→ Assignment
Among the records that follow, set down only the lines from the one containing "let document_ref = self.bundle.register(document)?;" to the one containing "are recorded as", both included, exactly.

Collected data
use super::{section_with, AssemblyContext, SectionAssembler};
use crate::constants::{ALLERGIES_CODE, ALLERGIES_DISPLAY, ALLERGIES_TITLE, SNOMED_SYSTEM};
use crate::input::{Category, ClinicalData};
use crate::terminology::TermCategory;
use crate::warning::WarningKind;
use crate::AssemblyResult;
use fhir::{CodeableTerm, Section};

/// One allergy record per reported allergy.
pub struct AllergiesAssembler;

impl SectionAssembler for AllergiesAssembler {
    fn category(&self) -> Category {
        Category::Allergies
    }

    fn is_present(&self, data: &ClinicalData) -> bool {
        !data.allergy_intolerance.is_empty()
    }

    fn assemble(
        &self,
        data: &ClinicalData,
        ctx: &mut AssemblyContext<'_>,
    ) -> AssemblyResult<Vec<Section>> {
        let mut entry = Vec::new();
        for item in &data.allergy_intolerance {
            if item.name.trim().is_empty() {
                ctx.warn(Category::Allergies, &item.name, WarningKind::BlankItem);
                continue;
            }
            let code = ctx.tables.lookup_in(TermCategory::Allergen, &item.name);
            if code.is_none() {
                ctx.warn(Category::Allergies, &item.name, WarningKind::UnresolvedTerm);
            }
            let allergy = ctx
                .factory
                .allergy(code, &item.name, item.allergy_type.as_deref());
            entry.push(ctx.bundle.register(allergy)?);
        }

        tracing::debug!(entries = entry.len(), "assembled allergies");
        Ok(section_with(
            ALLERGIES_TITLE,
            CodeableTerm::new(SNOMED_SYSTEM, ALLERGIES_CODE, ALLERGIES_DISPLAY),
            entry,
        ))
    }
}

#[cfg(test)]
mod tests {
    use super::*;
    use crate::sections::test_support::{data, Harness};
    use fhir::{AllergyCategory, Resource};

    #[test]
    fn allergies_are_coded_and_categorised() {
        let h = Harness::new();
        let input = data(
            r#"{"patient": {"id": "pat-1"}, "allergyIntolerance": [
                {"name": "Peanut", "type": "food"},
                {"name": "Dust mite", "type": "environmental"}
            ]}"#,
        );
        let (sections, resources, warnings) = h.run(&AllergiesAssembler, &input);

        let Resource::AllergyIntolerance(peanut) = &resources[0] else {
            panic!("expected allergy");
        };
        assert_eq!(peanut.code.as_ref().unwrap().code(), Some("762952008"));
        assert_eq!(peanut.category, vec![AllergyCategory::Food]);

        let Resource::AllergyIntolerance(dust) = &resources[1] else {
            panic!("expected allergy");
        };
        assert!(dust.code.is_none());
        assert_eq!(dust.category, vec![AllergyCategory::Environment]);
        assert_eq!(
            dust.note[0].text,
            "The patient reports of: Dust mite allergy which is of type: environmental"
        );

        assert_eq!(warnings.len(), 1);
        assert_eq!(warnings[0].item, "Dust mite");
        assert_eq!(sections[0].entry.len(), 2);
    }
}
---
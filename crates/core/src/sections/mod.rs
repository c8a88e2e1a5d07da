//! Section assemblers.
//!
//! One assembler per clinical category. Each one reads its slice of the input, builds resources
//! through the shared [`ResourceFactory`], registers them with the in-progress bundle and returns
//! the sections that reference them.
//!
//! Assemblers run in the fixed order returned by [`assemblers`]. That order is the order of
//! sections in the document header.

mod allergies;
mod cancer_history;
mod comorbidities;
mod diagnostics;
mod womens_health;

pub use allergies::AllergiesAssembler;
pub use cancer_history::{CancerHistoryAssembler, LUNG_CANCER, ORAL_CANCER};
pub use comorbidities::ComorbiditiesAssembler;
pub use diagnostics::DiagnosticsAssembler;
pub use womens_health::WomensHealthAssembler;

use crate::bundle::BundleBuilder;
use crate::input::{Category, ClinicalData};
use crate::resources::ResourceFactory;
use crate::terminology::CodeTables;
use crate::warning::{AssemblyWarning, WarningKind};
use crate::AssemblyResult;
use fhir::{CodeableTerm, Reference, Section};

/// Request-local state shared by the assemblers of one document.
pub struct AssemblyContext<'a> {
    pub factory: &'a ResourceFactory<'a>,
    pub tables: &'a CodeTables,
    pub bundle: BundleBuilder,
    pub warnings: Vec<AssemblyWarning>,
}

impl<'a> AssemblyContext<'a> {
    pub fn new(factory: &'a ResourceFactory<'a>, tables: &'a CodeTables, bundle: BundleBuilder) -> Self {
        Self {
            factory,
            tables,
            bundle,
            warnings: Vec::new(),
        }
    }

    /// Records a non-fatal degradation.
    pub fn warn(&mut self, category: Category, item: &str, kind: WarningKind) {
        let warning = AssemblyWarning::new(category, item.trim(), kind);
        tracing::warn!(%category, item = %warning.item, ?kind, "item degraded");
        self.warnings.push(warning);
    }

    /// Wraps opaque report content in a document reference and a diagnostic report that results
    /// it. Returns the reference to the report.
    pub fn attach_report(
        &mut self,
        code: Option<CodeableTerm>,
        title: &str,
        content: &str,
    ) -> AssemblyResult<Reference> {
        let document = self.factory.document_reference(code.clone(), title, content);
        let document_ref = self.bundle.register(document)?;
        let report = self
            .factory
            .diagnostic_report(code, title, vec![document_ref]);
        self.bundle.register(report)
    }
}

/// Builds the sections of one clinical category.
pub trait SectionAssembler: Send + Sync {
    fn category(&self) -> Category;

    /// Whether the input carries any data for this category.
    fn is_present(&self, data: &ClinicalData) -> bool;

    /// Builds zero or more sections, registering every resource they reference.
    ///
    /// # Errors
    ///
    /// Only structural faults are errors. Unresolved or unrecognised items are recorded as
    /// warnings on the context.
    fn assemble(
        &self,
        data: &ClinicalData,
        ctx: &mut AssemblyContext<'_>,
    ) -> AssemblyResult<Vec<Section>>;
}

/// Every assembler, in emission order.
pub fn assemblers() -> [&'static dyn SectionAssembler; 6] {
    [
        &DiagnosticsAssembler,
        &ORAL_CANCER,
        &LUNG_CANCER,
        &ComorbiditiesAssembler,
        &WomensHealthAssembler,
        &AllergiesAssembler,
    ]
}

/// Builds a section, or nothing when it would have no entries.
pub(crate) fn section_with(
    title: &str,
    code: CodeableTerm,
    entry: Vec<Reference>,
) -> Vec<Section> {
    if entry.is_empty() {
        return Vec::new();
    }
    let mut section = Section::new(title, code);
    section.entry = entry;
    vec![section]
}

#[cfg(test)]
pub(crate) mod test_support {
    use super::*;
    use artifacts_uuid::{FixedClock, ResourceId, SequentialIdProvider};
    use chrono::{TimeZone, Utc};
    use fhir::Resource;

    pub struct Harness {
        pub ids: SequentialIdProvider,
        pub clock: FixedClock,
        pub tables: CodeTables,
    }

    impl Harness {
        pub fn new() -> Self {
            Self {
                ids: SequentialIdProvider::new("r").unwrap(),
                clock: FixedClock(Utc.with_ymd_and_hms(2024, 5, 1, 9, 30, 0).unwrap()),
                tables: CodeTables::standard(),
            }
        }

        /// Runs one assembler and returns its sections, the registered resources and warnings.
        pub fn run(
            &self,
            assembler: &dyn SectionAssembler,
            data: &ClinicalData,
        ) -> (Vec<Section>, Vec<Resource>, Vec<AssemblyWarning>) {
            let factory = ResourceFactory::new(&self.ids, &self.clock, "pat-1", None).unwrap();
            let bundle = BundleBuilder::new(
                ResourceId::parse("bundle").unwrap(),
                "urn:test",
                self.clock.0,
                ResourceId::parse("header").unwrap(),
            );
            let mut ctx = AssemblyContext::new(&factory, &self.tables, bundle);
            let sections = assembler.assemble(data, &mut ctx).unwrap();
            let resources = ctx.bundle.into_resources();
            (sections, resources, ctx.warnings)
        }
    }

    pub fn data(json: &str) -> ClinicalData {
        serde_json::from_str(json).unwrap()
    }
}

→ Output
        let document_ref = self.bundle.register(document)?;
        let report = self
            .factory
            .diagnostic_report(code, title, vec![document_ref]);
        self.bundle.register(report)
    }
}

/// Builds the sections of one clinical category.
pub trait SectionAssembler: Send + Sync {
    fn category(&self) -> Category;

    /// Whether the input carries any data for this category.
    fn is_present(&self, data: &ClinicalData) -> bool;

    /// Builds zero or more sections, registering every resource they reference.
    ///
    /// # Errors
    ///
    /// Only structural faults are errors. Unresolved or unrecognised items are recorded as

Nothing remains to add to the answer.